Bud Tritschler, Clearwater
Doctor gives up post over e-mail on Obama July 25
System needs repair
I am writing in response to the article on Dr. David McKalip, to applaud the Pinellas County Medical Association and the Florida Medical Association for their commitment to health care reform.
There are numerous physician organizations and specialty societies, including Doctors for America, that are all working together for health care reform that addresses affordability, accessibility, cost and quality.
Instead of deriding the president, we should be respectful of the unprecedented and unusual coalition of pro-reform industries he has brought together, from the pharmaceutical industry to unions to health care providers.
E-mails like the one sent out by Dr. McKalip undermine this process and belittle the real concerns of American citizens.
As a physician, I know our nation's health care system is broken, and I am glad to join the voices calling for innovations to fix it.
Mona V. Mangat, M.D., Doctors for America, St. Petersburg
Dr. McKalip was needlessly maligned July 29, letter
If portraying this country's commander in chief in a grass skirt and with a bone in his nose isn't disrespectful, what might be?
Additionally, the use of certain symbols speaks volumes about the true meaning the sender is attempting to communicate. The picture Dr. David McKalip circulated was highly offensive irrespective of race. The letter writer might consider applying the golden rule to this situation. Maybe she would like to be portrayed with the African witch doctor look and the stylish hammer and sickle. Would including the swastika be a laugh riot?
The hammer and sickle has long been a symbol of communism. Calling someone a communist would be considered fighting, not funny, words by many people. Implying the president is a communist or depicting the president as a communist witch doctor is offensive as it clearly is intended.

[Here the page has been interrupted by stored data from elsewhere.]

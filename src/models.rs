//! Data types shared by the tiling stages

use image::{Rgba, RgbaImage};
use serde::{Deserialize, Serialize};
use std::fmt;
use std::str::FromStr;

/// Frame duration used when the source does not declare one.
pub const DEFAULT_DURATION_MS: u32 = 100;

/// Disposal method used when the source does not declare one (restore to background).
pub const DEFAULT_DISPOSAL: u8 = 2;

/// Palette index reserved for transparency in every written frame.
pub const OUTPUT_TRANSPARENT_INDEX: u8 = 0;

/// Width and height in pixels.
#[derive(Debug, Clone, Copy, PartialEq, Eq, Hash, Serialize, Deserialize)]
pub struct Size {
    pub width: u32,
    pub height: u32,
}

impl Size {
    pub const fn new(width: u32, height: u32) -> Self {
        Self { width, height }
    }

    pub fn pixel_count(&self) -> usize {
        self.width as usize * self.height as usize
    }
}

impl fmt::Display for Size {
    fn fmt(&self, f: &mut fmt::Formatter<'_>) -> fmt::Result {
        write!(f, "{}x{}", self.width, self.height)
    }
}

impl From<(u32, u32)> for Size {
    fn from((width, height): (u32, u32)) -> Self {
        Self { width, height }
    }
}

impl FromStr for Size {
    type Err = String;

    /// Parse `"WIDTHxHEIGHT"`, e.g. `"1080x1080"`.
    fn from_str(s: &str) -> Result<Self, Self::Err> {
        let (w, h) = s
            .trim()
            .split_once(['x', 'X'])
            .ok_or_else(|| format!("Invalid size '{}': expected WIDTHxHEIGHT", s))?;
        let width = w.trim().parse::<u32>().map_err(|e| format!("Invalid width '{}': {}", w, e))?;
        let height =
            h.trim().parse::<u32>().map_err(|e| format!("Invalid height '{}': {}", h, e))?;
        if width == 0 || height == 0 {
            return Err(format!("Invalid size '{}': dimensions must be positive", s));
        }
        Ok(Self { width, height })
    }
}

/// Container format of a source animation.
#[derive(Debug, Clone, Copy, PartialEq, Eq, Serialize, Deserialize)]
#[serde(rename_all = "lowercase")]
pub enum SourceFormat {
    Gif,
    Png,
}

/// Header information for an opened source animation.
///
/// Frames themselves are read lazily through [`crate::extract::Frames`].
#[derive(Debug, Clone, PartialEq, Eq)]
pub struct SourceAnimation {
    pub format: SourceFormat,
    /// Logical screen size
    pub size: Size,
    /// Background palette index from the global header, if any
    pub background_index: Option<u8>,
}

/// Pixel storage of a source frame.
#[derive(Debug, Clone, PartialEq, Eq)]
pub enum FramePixels {
    /// One palette index per pixel; `palette` is packed RGB triples.
    Indexed { indices: Vec<u8>, palette: Vec<u8> },
    /// Direct colour with its own alpha channel.
    Direct { rgba: RgbaImage },
}

impl FramePixels {
    pub fn is_indexed(&self) -> bool {
        matches!(self, FramePixels::Indexed { .. })
    }
}

/// A single decoded source frame.
#[derive(Debug, Clone, PartialEq, Eq)]
pub struct SourceFrame {
    pub width: u32,
    pub height: u32,
    pub pixels: FramePixels,
    pub duration_ms: u32,
    /// Opaque pass-through value
    pub disposal_method: u8,
    pub transparency_index: Option<u8>,
    pub background_index: Option<u8>,
}

impl SourceFrame {
    pub fn size(&self) -> Size {
        Size::new(self.width, self.height)
    }

    /// Build an indexed frame with default timing.
    pub fn indexed(width: u32, height: u32, indices: Vec<u8>, palette: Vec<u8>) -> Self {
        Self {
            width,
            height,
            pixels: FramePixels::Indexed { indices, palette },
            duration_ms: DEFAULT_DURATION_MS,
            disposal_method: DEFAULT_DISPOSAL,
            transparency_index: None,
            background_index: None,
        }
    }

    /// Build a direct-colour frame with default timing.
    pub fn direct(rgba: RgbaImage) -> Self {
        let (width, height) = rgba.dimensions();
        Self {
            width,
            height,
            pixels: FramePixels::Direct { rgba },
            duration_ms: DEFAULT_DURATION_MS,
            disposal_method: DEFAULT_DISPOSAL,
            transparency_index: None,
            background_index: None,
        }
    }
}

/// Look up an RGB palette entry. Indices past the end of the palette read as black.
pub fn palette_color(palette: &[u8], index: u8) -> [u8; 3] {
    let i = index as usize * 3;
    match palette.get(i..i + 3) {
        Some(rgb) => [rgb[0], rgb[1], rgb[2]],
        None => [0, 0, 0],
    }
}

/// Whether `index` addresses a complete entry of `palette`.
pub fn palette_contains(palette: &[u8], index: u8) -> bool {
    index as usize * 3 + 2 < palette.len()
}

/// How many tiles cover the target canvas in each direction.
#[derive(Debug, Clone, Copy, PartialEq, Eq, Serialize, Deserialize)]
pub struct TileLayout {
    pub tiles_x: u32,
    pub tiles_y: u32,
    pub frame: Size,
    pub target: Size,
}

impl TileLayout {
    pub fn tile_count(&self) -> u64 {
        self.tiles_x as u64 * self.tiles_y as u64
    }
}

/// A composited frame of the target size, ready for encoding.
#[derive(Debug, Clone, PartialEq)]
pub struct OutputFrame {
    pub image: RgbaImage,
    pub duration_ms: u32,
    pub disposal_method: u8,
}

impl OutputFrame {
    /// A fully transparent frame.
    pub fn blank(size: Size, duration_ms: u32, disposal_method: u8) -> Self {
        Self {
            image: RgbaImage::from_pixel(size.width, size.height, Rgba([0, 0, 0, 0])),
            duration_ms,
            disposal_method,
        }
    }
}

Dwight Dudley, St. Petersburg
Hospital cleared in deportation | July 28
A sensible jury
Bravo to the jury in Stuart for clearing Martin Memorial Medical Center in sending an illegal immigrant home after spending $1.5 million on his health care. That exceeds my policy limit.
It is a gigantic problem that free care for illegals is one cause of our collapsing system. I note that when he went home he was not rushed into the Guatemalan system but has been home for five years, and his mother is caring for him.

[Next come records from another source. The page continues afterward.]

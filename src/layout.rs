//! Tile layout calculation
//!
//! Works out how many copies of a frame are needed to cover the target canvas
//! and which mirror transform each grid cell gets.

use crate::error::TileError;
use crate::models::{Size, TileLayout};

/// Mirror transform applied to one tile, derived from its grid parity.
#[derive(Debug, Clone, Copy, PartialEq, Eq, Hash)]
pub struct TileOrientation {
    /// Mirror left-right (odd column)
    pub mirror_h: bool,
    /// Flip top-bottom (odd row)
    pub flip_v: bool,
}

impl TileOrientation {
    /// Orientation of the tile at grid position `(x, y)`.
    pub fn at(x: u32, y: u32) -> Self {
        Self { mirror_h: x % 2 == 1, flip_v: y % 2 == 1 }
    }

    /// Index into a `[orig, h, v, hv]` variant table.
    pub fn variant_index(&self) -> usize {
        (self.mirror_h as usize) | ((self.flip_v as usize) << 1)
    }
}

/// Compute the tile grid covering `target` with copies of a `frame`-sized tile.
///
/// Both counts are ceiling divisions, so the last row/column may hang past
/// the canvas edge and gets clipped at paste time.
///
/// # Errors
///
/// * [`TileError::InvalidFrameSize`] if either frame dimension is zero
/// * [`TileError::InvalidTargetSize`] if either target dimension is zero
pub fn compute_layout(frame: Size, target: Size) -> Result<TileLayout, TileError> {
    if frame.width == 0 || frame.height == 0 {
        return Err(TileError::InvalidFrameSize {
            width: frame.width,
            height: frame.height,
            frame_index: None,
        });
    }
    if target.width == 0 || target.height == 0 {
        return Err(TileError::InvalidTargetSize { width: target.width, height: target.height });
    }

    Ok(TileLayout {
        tiles_x: target.width.div_ceil(frame.width),
        tiles_y: target.height.div_ceil(frame.height),
        frame,
        target,
    })
}

impl TileLayout {
    /// Iterate every tile as `(x, y, paste_x, paste_y)`, row by row.
    ///
    /// Paste offsets are `u64` since `tiles * frame` may exceed `u32` for
    /// degenerate ratios; anything past the canvas is skipped by the caller.
    pub fn tiles(&self) -> impl Iterator<Item = (u32, u32, u64, u64)> + '_ {
        (0..self.tiles_y).flat_map(move |y| {
            (0..self.tiles_x).map(move |x| {
                (x, y, x as u64 * self.frame.width as u64, y as u64 * self.frame.height as u64)
            })
        })
    }
}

That jury had more common sense than the nation.
Lynn O'Keefe, Largo
Does anyone else notice the incongruity between the amount of information we have seen regarding the marine mammal Dunham and the Marine hero, Cpl. Jason Dunham?
Jason Dunham, U.S. Marine Corps, (Warship honors Marine who died protecting comrades, July 31) is the first Marine since Vietnam to receive the Medal of Honor, for throwing himself on an insurgent grenade to protect his fellow Marines.

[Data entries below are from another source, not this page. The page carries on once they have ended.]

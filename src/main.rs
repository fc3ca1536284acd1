//! tilegif - Command-line tool for tiling animated GIFs onto a fixed canvas

use std::process::ExitCode;

use tilegif::cli;

fn main() -> ExitCode {
    cli::run()
}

The U.S. Navy is christening its newest destroyer, the USS Jason Dunham, to honor his sacrifice.
Dunham the dolphin, the marine mammal, died after being attacked by a shark.
Billy L. Overcast, St. Petersburg
Curb teen driving
There was yet another story involving a teenage driver involved in an accident resulting in death and serious injuries. Unfortunately, teen drivers cause a great many accidents due to their immaturity and lack of experience.
A logical solution would be for drivers' education to be offered in the senior year of high school, with students only allowed to drive with an adult present until they reach 18, at which time they could drive alone. How many lives do you think would be saved?